We can’t level up without proper funding for adult social care and childcare

22 June 2021

By Naomi Eisenstadt

5 minute read

On 21 June the Today Programme reported on whether or not the government was holding a meeting to discuss fixing social care. The Prime Minister promised in 2019 that a plan on adult social care was virtually ready. We are all still waiting to hear about a meeting, let alone a well thought out and adequately funded plan.

Legislation is currently going through Parliament on arrangements to integrate social care run by local authorities and NHS community and acute services. There are ambitious goals in the draft legislation including improving health for all, reducing health inequalities and encouraging the NHS to contribute to the social and economic development of local areas. NHS leaders are enthusiastic about these goals but achieving them without clear policy on the funding of adult social care is highly problematic.

In March this year the Prime Minister and the Chancellor published Build Back Better, a plan for post pandemic economic growth. It is a comprehensive report full of great plans and ideas, focussing on infrastructure, skills and innovation, delivered in ways that address geographical inequality, the challenge of global warming, and the advantage of our freedoms from EU restrictions. I was particularly pleased to see the promised investment in further education, long neglected by governments in favour of universities. The least well-off young people are more likely to be in FE, and more likely to stay local for their employment. Building back better is highly reliant on people who have the skills to build.

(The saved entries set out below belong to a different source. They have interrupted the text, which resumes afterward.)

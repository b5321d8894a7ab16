use axum::{
    Router,
    routing::{get, post},
};
use tower_http::cors::CorsLayer;
use tower_http::services::ServeDir;
use tower_http::trace::TraceLayer;

use crate::shortcuts;
use crate::state::AppState;

/// Build the full application router. Serve it with
/// `into_make_service_with_connect_info::<SocketAddr>()`; handlers log the
/// client address.
pub fn router(state: AppState) -> Router {
    let frontend = ServeDir::new(&state.frontend_dir);

    Router::new()
        .route(
            "/create",
            post(shortcuts::create_shortcut).fallback_service(frontend.clone()),
        )
        .route("/health", get(shortcuts::health))
        .route("/{file_id}/metadata.json", get(shortcuts::get_shortcut_metadata))
        .route("/{file_id}", get(shortcuts::serve_viewer))
        .fallback_service(frontend)
        .layer(CorsLayer::permissive())
        .layer(TraceLayer::new_for_http())
        .with_state(state)
}
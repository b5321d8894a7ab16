pub mod error;
pub mod homeserver;
pub mod routes;
pub mod shortcuts;
pub mod state;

While both the NHS reforms and wider Build Back Better plans are encouraging in their ambitions, returning to social care illustrates the fundamental weakness in these grand ambitions. This government, like others before it, is unwilling to be honest with the public about the trade-offs, the tensions and the difficult choices. It is unlikely that the skills revolution and innovative technology will be able to solve the fundamental problems of funding social care for an increasingly elderly population. Childcare faces similar challenges and inadequate funding decrease in particular women’s opportunities in the labour market. Our current economic model requires both parents to work to achieve a reasonable income standard. The government has responded by offering working parents increasing amounts of free childcare for working parents. However, the funding of the childcare is inadequate to provide the quality of childcare that will improve school readiness and support higher female labour force participation. Women are also more likely than men to leave the workforce early to care for elderly parents. Indeed, women who delayed having children are often caught with dependent children and elderly parents to care for. Both adult social care and childcare are industries dependent on a largely female low pay workforce. A reasonable proportion of women working in both areas are dependent on in-work benefits. Over half of poor children now live in a household where at least one adult is in work.

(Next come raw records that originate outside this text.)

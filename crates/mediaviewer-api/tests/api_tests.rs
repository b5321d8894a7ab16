mod common;

use axum::http::StatusCode;
use serde_json::json;

use common::{TestApp, http_discovery, spawn_well_known, static_overrides};
use mediaviewer_api::homeserver::ResolverConfig;
use mediaviewer_crypto::{encoding, signature};
use mediaviewer_db::shortcut_id::is_valid_shortcut;

const KEY: [u8; 32] = [42; 32];
const SHA256: &str = "q83vEjRWeJA";
const IV: &str = "AAECAwQFBgcICQoLDA0ODw";

fn example_org_app() -> TestApp {
    TestApp::new(ResolverConfig {
        overrides: static_overrides(&[("example.org", "https://matrix.example.org")]),
        ..Default::default()
    })
}

fn reference_body(url: &str) -> String {
    json!({
        "url": url,
        "sha256": SHA256,
        "iv": IV,
        "key": encoding::encode_url(&KEY),
        "info": { "mimetype": "image/png", "size": 1234 },
    })
    .to_string()
}

fn derived_key_header() -> String {
    format!(
        "X-Derived-Key {}",
        encoding::encode(&signature::key_sha256(&KEY))
    )
}

async fn create(app: &TestApp, body: &str) -> String {
    let (status, json) = app.post_json("/create", body).await;
    assert_eq!(status, StatusCode::OK, "{json}");
    json["file_id"].as_str().unwrap().to_string()
}

#[tokio::test]
async fn create_then_fetch_reference() {
    let app = example_org_app();
    let file_id = create(&app, &reference_body("mxc://example.org/abc123")).await;
    assert_eq!(file_id.len(), 11);
    assert!(is_valid_shortcut(&file_id));

    let (status, view) = app
        .get_json(
            &format!("/{file_id}/metadata.json"),
            Some(&derived_key_header()),
        )
        .await;
    assert_eq!(status, StatusCode::OK);

    let view = view.as_object().unwrap();
    assert_eq!(view.len(), 2);
    assert_eq!(view["homeserver_url"], "https://matrix.example.org");
    assert!(!view.contains_key("key_sha256"));
    assert!(!view.contains_key("auth_token"));
    assert!(!view.contains_key("homeserver"));

    let blob = encoding::decode(view["ciphertext"].as_str().unwrap()).unwrap();
    let reference: serde_json::Value = serde_json::from_slice(&blob).unwrap();
    let reference = reference.as_object().unwrap();
    assert_eq!(reference["url"], "mxc://example.org/abc123");
    assert_eq!(reference["homeserver_url"], "https://matrix.example.org");
    assert_eq!(reference["info"]["mimetype"], "image/png");
    assert!(!reference.contains_key("key"));
    assert!(!reference.contains_key("key_sha256"));

    let expected = signature::derive(&KEY, "mxc://example.org/abc123", SHA256, IV);
    assert_eq!(reference["signature"], encoding::encode(&expected.signature));
}

#[tokio::test]
async fn wrong_derived_key_is_unauthorized() {
    let app = example_org_app();
    let file_id = create(&app, &reference_body("mxc://example.org/abc123")).await;

    let (status, body) = app
        .get_json(
            &format!("/{file_id}/metadata.json"),
            Some("X-Derived-Key AAAAAAAAAAAAAAAAAAAAAAAAAAAAAAAAAAAAAAAAAAA"),
        )
        .await;
    assert_eq!(status, StatusCode::UNAUTHORIZED);
    assert_eq!(body["message"], "Incorrect authentication key");

    let (status, _) = app
        .get_json(&format!("/{file_id}/metadata.json"), None)
        .await;
    assert_eq!(status, StatusCode::UNAUTHORIZED);
}

#[tokio::test]
async fn unknown_shortcut_is_not_found() {
    let app = example_org_app();
    let (status, body) = app
        .get_json("/AAAAAAAAAAA/metadata.json", Some(&derived_key_header()))
        .await;
    assert_eq!(status, StatusCode::NOT_FOUND);
    assert_eq!(body["message"], "File not found");
}

#[tokio::test]
async fn create_then_fetch_auth_bundle() {
    let app = example_org_app();
    let body = json!({
        "ciphertext": "Y2lwaGVydGV4dA",
        "auth_token": "dG9rZW4",
        "homeserver": "example.org",
    })
    .to_string();
    let file_id = create(&app, &body).await;

    let (status, view) = app
        .get_json(
            &format!("/{file_id}/metadata.json"),
            Some("X-Derived-Key dG9rZW4"),
        )
        .await;
    assert_eq!(status, StatusCode::OK);
    assert_eq!(
        view,
        json!({
            "ciphertext": "Y2lwaGVydGV4dA",
            "homeserver_url": "https://matrix.example.org",
        })
    );

    // The prefix is optional.
    let (status, _) = app
        .get_json(&format!("/{file_id}/metadata.json"), Some("dG9rZW4"))
        .await;
    assert_eq!(status, StatusCode::OK);
}

#[tokio::test]
async fn carried_homeserver_url_is_kept() {
    let app = TestApp::new(http_discovery());
    let body = json!({
        "ciphertext": "Y2lwaGVydGV4dA",
        "auth_token": "dG9rZW4",
        "homeserver_url": "https://already.example",
    })
    .to_string();
    let file_id = create(&app, &body).await;

    let (_, view) = app
        .get_json(&format!("/{file_id}/metadata.json"), Some("dG9rZW4"))
        .await;
    assert_eq!(view["homeserver_url"], "https://already.example");
}

#[tokio::test]
async fn consecutive_creates_get_distinct_ids() {
    let app = example_org_app();
    let a = create(&app, &reference_body("mxc://example.org/one")).await;
    let b = create(&app, &reference_body("mxc://example.org/two")).await;
    assert_ne!(a, b);
}

#[tokio::test]
async fn malformed_json_is_bad_request() {
    let app = example_org_app();
    let (status, body) = app.post_json("/create", "{not json").await;
    assert_eq!(status, StatusCode::BAD_REQUEST);
    assert_eq!(body["message"], "Failed to decode request JSON");

    let (status, body) = app.post_json("/create", r#"{"hello": "world"}"#).await;
    assert_eq!(status, StatusCode::BAD_REQUEST);
    assert_eq!(body["message"], "Failed to decode request JSON");
}

#[tokio::test]
async fn invalid_metadata_is_bad_request() {
    let app = example_org_app();

    let (status, body) = app
        .post_json("/create", &reference_body("https://example.org/abc123"))
        .await;
    assert_eq!(status, StatusCode::BAD_REQUEST);
    assert_eq!(
        body["message"],
        "Failed to decode metadata: invalid Matrix content URI"
    );

    let (status, body) = app
        .post_json("/create", &reference_body("mxc://bad host/abc123"))
        .await;
    assert_eq!(status, StatusCode::BAD_REQUEST);
    assert_eq!(
        body["message"],
        "Failed to decode metadata: invalid Matrix server name"
    );

    let no_key = json!({ "url": "mxc://example.org/abc123", "sha256": SHA256, "iv": IV }).to_string();
    let (status, body) = app.post_json("/create", &no_key).await;
    assert_eq!(status, StatusCode::BAD_REQUEST);
    assert_eq!(
        body["message"],
        "Failed to decode metadata: missing key or key_sha256"
    );

    let bad_iv = json!({
        "url": "mxc://example.org/abc123",
        "sha256": SHA256,
        "iv": "***",
        "key": encoding::encode_url(&KEY),
    })
    .to_string();
    let (status, body) = app.post_json("/create", &bad_iv).await;
    assert_eq!(status, StatusCode::BAD_REQUEST);
    assert!(
        body["message"]
            .as_str()
            .unwrap()
            .starts_with("Failed to decode metadata: invalid base64 in iv field")
    );
}

#[tokio::test]
async fn failed_discovery_is_server_error() {
    let server = spawn_well_known(StatusCode::INTERNAL_SERVER_ERROR, "oops").await;
    let app = TestApp::new(http_discovery());

    let (status, body) = app
        .post_json(
            "/create",
            &reference_body(&format!("mxc://{}/abc123", server.domain)),
        )
        .await;
    assert_eq!(status, StatusCode::INTERNAL_SERVER_ERROR);
    assert_eq!(body["message"], "Failed to resolve homeserver URL");
    assert_eq!(server.hits(), 1);
    assert!(app.state.resolver.cache().entry(&server.domain).is_none());
}

#[tokio::test]
async fn discovered_homeserver_is_stored() {
    let server = spawn_well_known(
        StatusCode::OK,
        r#"{"m.homeserver": {"base_url": "https://matrix.discovered.example"}}"#,
    )
    .await;
    let app = TestApp::new(http_discovery());

    let file_id = create(
        &app,
        &reference_body(&format!("mxc://{}/abc123", server.domain)),
    )
    .await;
    create(
        &app,
        &reference_body(&format!("mxc://{}/def456", server.domain)),
    )
    .await;
    assert_eq!(server.hits(), 1);

    let (status, view) = app
        .get_json(
            &format!("/{file_id}/metadata.json"),
            Some(&derived_key_header()),
        )
        .await;
    assert_eq!(status, StatusCode::OK);
    assert_eq!(view["homeserver_url"], "https://matrix.discovered.example");
}

#[tokio::test]
async fn viewer_page_and_assets_are_served() {
    let app = example_org_app();

    let (status, body) = app.get("/AbCdEfGhIjK", None).await;
    assert_eq!(status, StatusCode::OK);
    assert_eq!(body, b"<html>viewer</html>");

    let (status, body) = app.get("/index.js", None).await;
    assert_eq!(status, StatusCode::OK);
    assert_eq!(body, b"console.log('viewer')");

    let (status, _) = app.get("/missing.css", None).await;
    assert_eq!(status, StatusCode::NOT_FOUND);

    let (status, body) = app.get("/health", None).await;
    assert_eq!(status, StatusCode::OK);
    assert_eq!(body, b"ok");
}

#[tokio::test]
async fn get_on_create_falls_through_to_static_files() {
    let app = example_org_app();

    let (status, _) = app.get("/create", None).await;
    assert_eq!(status, StatusCode::NOT_FOUND);
}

There are two big areas of reform that must be part of the solution to both adult social care and childcare, and they are inter-related. First, FE colleges need to be much better at addressing the gender divide in particular industries: more women in construction, more men in care. This will only happen if pay and conditions for care is greatly enhanced. Improving career progression in care is also critical. Turnover is high because wages only increase slowly with experience and there is limited promotion into management roles. The key to better pay and conditions is dependent on much higher level of government support for both adult social care and childcare. Hence the second reform is considerably more difficult. We need to convince the British public that better public services require more generous funding which can only be delivered by a fairer tax system. Capital gains and inheritance tax are both clear targets for reform.

Both the US and the UK are setting out ambitious social and economic plans to improve their economies overall and reduce the unacceptable levels of inequality that have been growing for decades. But inevitably in the short term there will be winners and losers. Those with broader shoulders should be willing to take a larger share of the burden, but they are often the most skilled at avoidance.

Naomi Eisenstadt is the Independent Chair of the Northamptonshire Health and Care Partnership, a former anti-poverty advisor to the Scottish Government and founder of Sure Start centres in the UK. Naomi is an advisor to CPP’s Women in the Labour Market research programme.